Sit down and look around
Like any other day
Wait, slow, as time passes
Just another hour
An eight hour journey
For the last four
Keep one foot inside
Another foot on the door.

Enjoy the yelling out loud
I’ll keep bored in my head
A thing we’ve spoken about a thousand times before
Just keep on living, just keep on feeling dead.

What do we want with our lives?
That might sound like a simple question
The answer that lies inside
Might not be the one you are looking for
Another seven day week
Just wait for the next couples
Another month passed away feeling sick
Can’t seem to keep myself out of trouble.

Enjoy the looking away
I’ll keep feeding my boredom
Everything I could’ve done, everything I could’ve said
But now’s far too late to try to rely on wisdom.
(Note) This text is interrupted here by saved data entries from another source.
// src/pipeline/run.rs

//! Full run: discovery followed by acquisition.

use serde::Serialize;

use crate::error::Result;
use crate::models::{AcquisitionResult, Config, DiscoveryReport};
use crate::pipeline::{acquire_candidate, run_discovery};
use crate::utils::{Deadline, Fetcher};

/// What a successful run produced.
#[derive(Debug, Clone, Serialize)]
pub struct RunReport {
    pub discovery: DiscoveryReport,
    pub acquisition: AcquisitionResult,
}

/// Find the filing for `company` and download its document.
///
/// Every way of ending without a document surfaces as an
/// [`AppError::Terminal`](crate::error::AppError::Terminal).
pub async fn run_pipeline(
    fetcher: &dyn Fetcher,
    config: &Config,
    company: &str,
    deadline: Deadline,
) -> Result<RunReport> {
    let outcome = run_discovery(fetcher, config, company, deadline).await?;
    let discovery = outcome.report();
    let candidate = outcome.into_chosen()?;

    let acquisition = acquire_candidate(fetcher, config, company, &candidate, deadline).await?;
    Ok(RunReport {
        discovery,
        acquisition,
    })
}
//! Query and title normalization.

use std::collections::HashSet;

use crate::models::{MatchingConfig, Query};

/// Canonicalizes company names and listing titles into comparable text.
#[derive(Debug, Clone)]
pub struct QueryNormalizer {
    stopwords: HashSet<String>,
}

impl QueryNormalizer {
    pub fn new(config: &MatchingConfig) -> Self {
        Self::with_stopwords(config.stopwords.iter().map(String::as_str))
    }

    pub fn with_stopwords<'a>(words: impl IntoIterator<Item = &'a str>) -> Self {
        Self {
            stopwords: words.into_iter().map(str::to_lowercase).collect(),
        }
    }

    /// Lowercase, blank out punctuation, drop stopwords, collapse spaces.
    ///
    /// Pure and idempotent; used on both sides of every comparison.
    pub fn normalize(&self, text: &str) -> String {
        let lowered: String = text
            .to_lowercase()
            .chars()
            .map(|c| if c.is_ascii_alphanumeric() { c } else { ' ' })
            .collect();

        lowered
            .split_whitespace()
            .filter(|token| !self.stopwords.contains(*token))
            .collect::<Vec<_>>()
            .join(" ")
    }

    pub fn query(&self, raw: &str) -> Query {
        Query {
            raw: raw.to_string(),
            normalized: self.normalize(raw),
        }
    }
}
“Complain” is the word of the day
Might as well be the word of the week
Word of the month, word of the year
Word of all of our stupid selfish lives.

Me Vs You again and again
Chocking and strangling ourselves and each other
A wound that won’t heal any time soon
We’ve signed the pact for our own pending doom.

The Gift You Give Me

Seems like distance would open this space even wider
Seems like in our spaces we could be truer than this
Even now that I’m in, I feel like an outsider
And now up close I feel I’m the one who’s distancing.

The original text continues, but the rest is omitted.